> _DATA TO PROCESS_:
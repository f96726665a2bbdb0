//! On-demand CPU utilization sampling from `/proc/stat`.

use std::collections::BTreeMap;
use std::path::Path;
use std::sync::Arc;
use std::thread;
use std::time::Duration;

use parking_lot::Mutex;

use crate::platform::{default_source, HardwareDataSource};

pub const STAT_PATH: &str = "/proc/stat";

/// Delay between the baseline and the first sample.
pub const DEFAULT_WARMUP: Duration = Duration::from_secs(1);

/// Cumulative scheduler ticks of one `cpu` line.
#[derive(Debug, Clone, Copy, Default, PartialEq, Eq)]
pub struct Jiffies {
    /// user + nice + system
    pub working: u64,
    /// working + idle + iowait + irq + softirq
    pub all: u64,
}

#[derive(Debug, Default)]
struct Snapshot {
    aggregate: Option<Jiffies>,
    threads: BTreeMap<usize, Jiffies>,
}

#[derive(Debug, Default)]
struct SamplerState {
    warmed_up: bool,
    previous: Snapshot,
}

/// Measures CPU busy ratios between successive calls.
///
/// The first call on a sampler records a baseline and blocks for the
/// warm-up delay; every later call compares against the sample stored by
/// the call before it. Results are in `[0, 1]`, or `-1.0` when no valid
/// ratio can be computed (no `/proc/stat`, no ticks elapsed, counters went
/// backwards).
pub struct CpuUtilizationSampler {
    source: Arc<dyn HardwareDataSource>,
    warmup: Duration,
    state: Mutex<SamplerState>,
}

impl CpuUtilizationSampler {
    /// Sampler over this machine's data source.
    pub fn new() -> Self {
        Self::with_source(Arc::from(default_source()))
    }

    pub fn with_source(source: Arc<dyn HardwareDataSource>) -> Self {
        Self {
            source,
            warmup: DEFAULT_WARMUP,
            state: Mutex::new(SamplerState::default()),
        }
    }

    /// Change the warm-up delay of the first call.
    pub fn with_warmup(mut self, warmup: Duration) -> Self {
        self.warmup = warmup;
        self
    }

    /// Busy ratio of all CPUs together since the previous call.
    pub fn current_utilisation(&self) -> f64 {
        let mut state = self.state.lock();
        let current = self.sample(&mut state);

        let ratio = match (state.previous.aggregate, current.aggregate) {
            (Some(previous), Some(now)) => busy_ratio(previous, now),
            _ => -1.0,
        };
        state.previous.aggregate = current.aggregate;
        ratio
    }

    /// Busy ratio of logical CPU `thread_index` since the previous call.
    pub fn thread_utilisation(&self, thread_index: usize) -> f64 {
        let mut state = self.state.lock();
        let current = self.sample(&mut state);

        let ratio = match (
            state.previous.threads.get(&thread_index),
            current.threads.get(&thread_index),
        ) {
            (Some(previous), Some(now)) => busy_ratio(*previous, *now),
            _ => -1.0,
        };
        if let Some(now) = current.threads.get(&thread_index) {
            state.previous.threads.insert(thread_index, *now);
        }
        ratio
    }

    /// Busy ratio of every logical CPU listed in `/proc/stat`, by index.
    pub fn threads_utilisation(&self) -> Vec<f64> {
        let mut state = self.state.lock();
        let current = self.sample(&mut state);

        let ratios = current
            .threads
            .iter()
            .map(|(index, now)| match state.previous.threads.get(index) {
                Some(previous) => busy_ratio(*previous, *now),
                None => -1.0,
            })
            .collect();
        state.previous.threads = current.threads;
        ratios
    }

    /// Read `/proc/stat`, taking the baseline first if this is the first
    /// call.
    fn sample(&self, state: &mut SamplerState) -> Snapshot {
        if !state.warmed_up {
            state.previous = self.read_snapshot();
            log::debug!("CPU utilization baseline taken, waiting {:?}", self.warmup);
            thread::sleep(self.warmup);
            state.warmed_up = true;
        }
        self.read_snapshot()
    }

    fn read_snapshot(&self) -> Snapshot {
        self.source
            .read_text(Path::new(STAT_PATH))
            .map(|stat| parse_stat(&stat))
            .unwrap_or_default()
    }
}

impl Default for CpuUtilizationSampler {
    fn default() -> Self {
        Self::new()
    }
}

fn parse_stat(stat: &str) -> Snapshot {
    let mut snapshot = Snapshot::default();

    for line in stat.lines() {
        let mut fields = line.split_whitespace();
        let Some(label) = fields.next() else {
            continue;
        };
        let Some(suffix) = label.strip_prefix("cpu") else {
            continue;
        };

        let ticks: Vec<u64> = fields.take(7).filter_map(|f| f.parse().ok()).collect();
        if ticks.len() < 7 {
            log::debug!("Ignoring short /proc/stat line: {}", line);
            continue;
        }

        let sum = |part: &[u64]| part.iter().try_fold(0u64, |acc, t| acc.checked_add(*t));
        let (Some(working), Some(all)) = (sum(&ticks[..3]), sum(&ticks)) else {
            log::debug!("Ignoring overflowing /proc/stat line: {}", line);
            continue;
        };
        let jiffies = Jiffies { working, all };

        if suffix.is_empty() {
            snapshot.aggregate = Some(jiffies);
        } else if let Ok(index) = suffix.parse::<usize>() {
            snapshot.threads.insert(index, jiffies);
        }
    }

    snapshot
}

fn busy_ratio(previous: Jiffies, now: Jiffies) -> f64 {
    let work = now.working as f64 - previous.working as f64;
    let total = now.all as f64 - previous.all as f64;
    let ratio = work / total;

    if ratio.is_nan() || !(0.0..=1.0).contains(&ratio) {
        -1.0
    } else {
        ratio
    }
}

> _WORK REQUIRED_: Find the string "between" in the listing and copy every line in which it occurs.

> _RESPONSE TO THE EXERCISE_:
/// Delay between the baseline and the first sample.
/// Measures CPU busy ratios between successive calls.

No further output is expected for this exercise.